» **Work instruction**
Using the records below, transcribe word for word the stretch from the line that contains "filename src/lib.rs" through the line that contains "pub struct ExecResult", both end lines included, and nothing else.

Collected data

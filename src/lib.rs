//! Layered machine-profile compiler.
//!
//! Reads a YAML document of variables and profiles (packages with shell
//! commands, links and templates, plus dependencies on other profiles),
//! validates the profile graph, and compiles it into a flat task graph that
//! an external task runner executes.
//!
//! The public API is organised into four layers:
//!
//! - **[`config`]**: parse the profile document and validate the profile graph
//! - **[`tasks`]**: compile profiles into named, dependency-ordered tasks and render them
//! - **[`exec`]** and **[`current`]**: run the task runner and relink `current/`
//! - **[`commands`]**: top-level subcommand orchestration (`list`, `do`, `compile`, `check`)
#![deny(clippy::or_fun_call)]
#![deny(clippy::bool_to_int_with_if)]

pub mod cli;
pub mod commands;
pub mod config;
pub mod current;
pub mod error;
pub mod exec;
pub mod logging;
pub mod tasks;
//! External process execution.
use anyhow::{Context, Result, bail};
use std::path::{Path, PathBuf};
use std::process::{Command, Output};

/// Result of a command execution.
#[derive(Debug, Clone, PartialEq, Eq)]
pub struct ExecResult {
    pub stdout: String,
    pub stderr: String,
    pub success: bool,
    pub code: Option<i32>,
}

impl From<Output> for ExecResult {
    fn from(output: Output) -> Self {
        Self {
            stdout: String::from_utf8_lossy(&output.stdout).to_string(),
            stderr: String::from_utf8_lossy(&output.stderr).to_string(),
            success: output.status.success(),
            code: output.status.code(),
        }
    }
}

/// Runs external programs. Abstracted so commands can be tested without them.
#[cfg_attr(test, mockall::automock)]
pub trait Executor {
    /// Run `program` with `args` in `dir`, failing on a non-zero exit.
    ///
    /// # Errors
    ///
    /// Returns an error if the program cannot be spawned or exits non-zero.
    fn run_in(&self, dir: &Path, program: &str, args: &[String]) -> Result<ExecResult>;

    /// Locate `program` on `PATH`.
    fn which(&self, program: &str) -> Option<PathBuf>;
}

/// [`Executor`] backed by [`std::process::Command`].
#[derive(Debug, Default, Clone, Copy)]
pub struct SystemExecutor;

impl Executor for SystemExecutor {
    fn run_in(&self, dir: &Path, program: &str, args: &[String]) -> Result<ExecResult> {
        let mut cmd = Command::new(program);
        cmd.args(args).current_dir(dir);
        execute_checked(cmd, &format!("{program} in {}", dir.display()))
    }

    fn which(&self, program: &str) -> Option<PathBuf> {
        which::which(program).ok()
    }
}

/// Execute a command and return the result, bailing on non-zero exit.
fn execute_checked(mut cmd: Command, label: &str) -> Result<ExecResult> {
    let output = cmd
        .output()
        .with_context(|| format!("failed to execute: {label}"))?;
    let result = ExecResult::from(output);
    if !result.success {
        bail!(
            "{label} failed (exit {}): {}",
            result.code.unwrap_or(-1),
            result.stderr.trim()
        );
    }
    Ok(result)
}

...

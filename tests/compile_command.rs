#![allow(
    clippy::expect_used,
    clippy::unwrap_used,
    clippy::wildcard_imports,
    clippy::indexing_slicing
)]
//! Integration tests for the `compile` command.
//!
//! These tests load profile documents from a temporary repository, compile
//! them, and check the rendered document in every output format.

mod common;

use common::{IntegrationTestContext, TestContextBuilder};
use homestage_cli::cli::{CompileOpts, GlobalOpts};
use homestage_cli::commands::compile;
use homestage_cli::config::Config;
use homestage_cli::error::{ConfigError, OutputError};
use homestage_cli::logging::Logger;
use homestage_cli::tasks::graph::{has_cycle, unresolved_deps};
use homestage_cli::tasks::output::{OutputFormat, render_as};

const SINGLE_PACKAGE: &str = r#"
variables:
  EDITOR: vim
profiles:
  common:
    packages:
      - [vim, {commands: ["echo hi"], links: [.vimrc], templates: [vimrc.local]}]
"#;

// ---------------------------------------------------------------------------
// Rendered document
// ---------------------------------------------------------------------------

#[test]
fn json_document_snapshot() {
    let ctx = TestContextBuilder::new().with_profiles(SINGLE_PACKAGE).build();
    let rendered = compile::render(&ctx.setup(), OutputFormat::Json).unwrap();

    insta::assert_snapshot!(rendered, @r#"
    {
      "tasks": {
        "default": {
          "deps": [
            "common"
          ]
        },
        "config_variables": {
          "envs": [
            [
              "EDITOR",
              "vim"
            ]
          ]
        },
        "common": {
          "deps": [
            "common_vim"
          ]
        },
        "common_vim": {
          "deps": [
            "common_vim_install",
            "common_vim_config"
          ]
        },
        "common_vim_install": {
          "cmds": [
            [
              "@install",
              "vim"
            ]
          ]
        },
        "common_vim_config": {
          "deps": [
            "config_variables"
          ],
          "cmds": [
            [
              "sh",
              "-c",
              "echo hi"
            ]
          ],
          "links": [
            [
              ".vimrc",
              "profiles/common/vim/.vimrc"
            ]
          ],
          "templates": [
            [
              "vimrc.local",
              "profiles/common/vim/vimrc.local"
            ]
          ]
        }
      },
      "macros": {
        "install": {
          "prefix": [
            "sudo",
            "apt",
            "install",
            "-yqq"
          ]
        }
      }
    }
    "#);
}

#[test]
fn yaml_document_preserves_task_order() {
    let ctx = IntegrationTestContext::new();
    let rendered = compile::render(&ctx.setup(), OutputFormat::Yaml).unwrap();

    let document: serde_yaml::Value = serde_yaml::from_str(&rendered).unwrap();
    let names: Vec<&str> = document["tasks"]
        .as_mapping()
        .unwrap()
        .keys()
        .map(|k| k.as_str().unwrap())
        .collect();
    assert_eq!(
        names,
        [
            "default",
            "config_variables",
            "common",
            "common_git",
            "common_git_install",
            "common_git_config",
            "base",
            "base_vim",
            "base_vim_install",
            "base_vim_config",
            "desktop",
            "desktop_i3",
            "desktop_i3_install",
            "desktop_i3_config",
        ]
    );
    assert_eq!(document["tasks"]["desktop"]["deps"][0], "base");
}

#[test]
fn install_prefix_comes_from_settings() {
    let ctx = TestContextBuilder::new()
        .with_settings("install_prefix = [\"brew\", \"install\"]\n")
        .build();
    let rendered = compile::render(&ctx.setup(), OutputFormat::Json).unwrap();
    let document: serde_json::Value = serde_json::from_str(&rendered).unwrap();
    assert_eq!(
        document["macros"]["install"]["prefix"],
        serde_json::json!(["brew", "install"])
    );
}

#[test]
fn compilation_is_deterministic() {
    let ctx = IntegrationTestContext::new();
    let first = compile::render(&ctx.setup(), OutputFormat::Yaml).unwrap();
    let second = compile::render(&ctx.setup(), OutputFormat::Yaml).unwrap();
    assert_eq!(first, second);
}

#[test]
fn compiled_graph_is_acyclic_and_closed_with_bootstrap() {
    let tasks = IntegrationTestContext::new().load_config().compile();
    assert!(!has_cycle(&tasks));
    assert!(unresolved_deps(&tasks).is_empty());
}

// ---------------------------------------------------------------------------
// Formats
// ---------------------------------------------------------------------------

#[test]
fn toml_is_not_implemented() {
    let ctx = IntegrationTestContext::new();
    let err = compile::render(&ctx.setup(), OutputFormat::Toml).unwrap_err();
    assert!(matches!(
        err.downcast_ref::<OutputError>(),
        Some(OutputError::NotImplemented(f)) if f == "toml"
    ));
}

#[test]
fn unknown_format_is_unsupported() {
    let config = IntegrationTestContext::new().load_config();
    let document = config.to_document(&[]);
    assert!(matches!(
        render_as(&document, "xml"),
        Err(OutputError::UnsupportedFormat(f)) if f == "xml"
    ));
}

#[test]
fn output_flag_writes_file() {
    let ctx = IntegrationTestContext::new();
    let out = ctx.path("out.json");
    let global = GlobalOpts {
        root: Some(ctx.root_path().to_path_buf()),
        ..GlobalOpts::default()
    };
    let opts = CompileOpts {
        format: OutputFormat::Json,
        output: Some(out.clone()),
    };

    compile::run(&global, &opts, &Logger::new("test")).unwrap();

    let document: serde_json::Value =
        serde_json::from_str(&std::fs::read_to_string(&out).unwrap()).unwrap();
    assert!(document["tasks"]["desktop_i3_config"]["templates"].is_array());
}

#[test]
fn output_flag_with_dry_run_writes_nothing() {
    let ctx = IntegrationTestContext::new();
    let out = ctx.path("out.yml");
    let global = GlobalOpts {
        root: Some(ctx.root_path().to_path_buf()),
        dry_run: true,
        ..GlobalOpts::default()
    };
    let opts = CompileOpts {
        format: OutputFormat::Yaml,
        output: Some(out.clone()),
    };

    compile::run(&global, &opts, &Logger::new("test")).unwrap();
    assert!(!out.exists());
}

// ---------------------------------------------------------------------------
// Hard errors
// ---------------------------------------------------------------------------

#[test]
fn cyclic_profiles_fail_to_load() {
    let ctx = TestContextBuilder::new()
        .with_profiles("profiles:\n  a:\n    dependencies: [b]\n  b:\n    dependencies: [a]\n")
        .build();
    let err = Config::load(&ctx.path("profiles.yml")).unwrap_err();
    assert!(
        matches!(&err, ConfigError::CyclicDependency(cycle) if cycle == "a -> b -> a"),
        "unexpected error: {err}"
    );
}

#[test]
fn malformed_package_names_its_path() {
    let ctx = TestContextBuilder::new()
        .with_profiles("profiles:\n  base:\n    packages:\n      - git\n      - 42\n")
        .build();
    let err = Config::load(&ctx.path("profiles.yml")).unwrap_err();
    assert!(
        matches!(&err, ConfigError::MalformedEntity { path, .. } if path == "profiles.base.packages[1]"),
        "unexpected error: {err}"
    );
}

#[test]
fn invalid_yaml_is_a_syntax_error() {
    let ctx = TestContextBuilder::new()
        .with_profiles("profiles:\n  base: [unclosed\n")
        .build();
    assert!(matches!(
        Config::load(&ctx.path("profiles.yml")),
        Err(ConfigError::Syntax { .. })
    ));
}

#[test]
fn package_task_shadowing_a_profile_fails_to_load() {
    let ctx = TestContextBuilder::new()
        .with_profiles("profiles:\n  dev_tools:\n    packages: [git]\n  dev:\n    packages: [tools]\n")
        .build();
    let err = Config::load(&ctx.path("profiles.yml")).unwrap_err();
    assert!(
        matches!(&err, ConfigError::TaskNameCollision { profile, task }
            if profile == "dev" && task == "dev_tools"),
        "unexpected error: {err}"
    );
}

» **Task answer**
filename src/lib.rs
//! Layered machine-profile compiler.
//!
//! Reads a YAML document of variables and profiles (packages with shell
//! commands, links and templates, plus dependencies on other profiles),
//! validates the profile graph, and compiles it into a flat task graph that
//! an external task runner executes.
//!
//! The public API is organised into four layers:
//!
//! - **[`config`]**: parse the profile document and validate the profile graph
//! - **[`tasks`]**: compile profiles into named, dependency-ordered tasks and render them
//! - **[`exec`]** and **[`current`]**: run the task runner and relink `current/`
//! - **[`commands`]**: top-level subcommand orchestration (`list`, `do`, `compile`, `check`)
#![deny(clippy::or_fun_call)]
#![deny(clippy::bool_to_int_with_if)]

pub mod cli;
pub mod commands;
pub mod config;
pub mod current;
pub mod error;
pub mod exec;
pub mod logging;
pub mod tasks;
//! External process execution.
use anyhow::{Context, Result, bail};
use std::path::{Path, PathBuf};
use std::process::{Command, Output};

/// Result of a command execution.
#[derive(Debug, Clone, PartialEq, Eq)]
pub struct ExecResult {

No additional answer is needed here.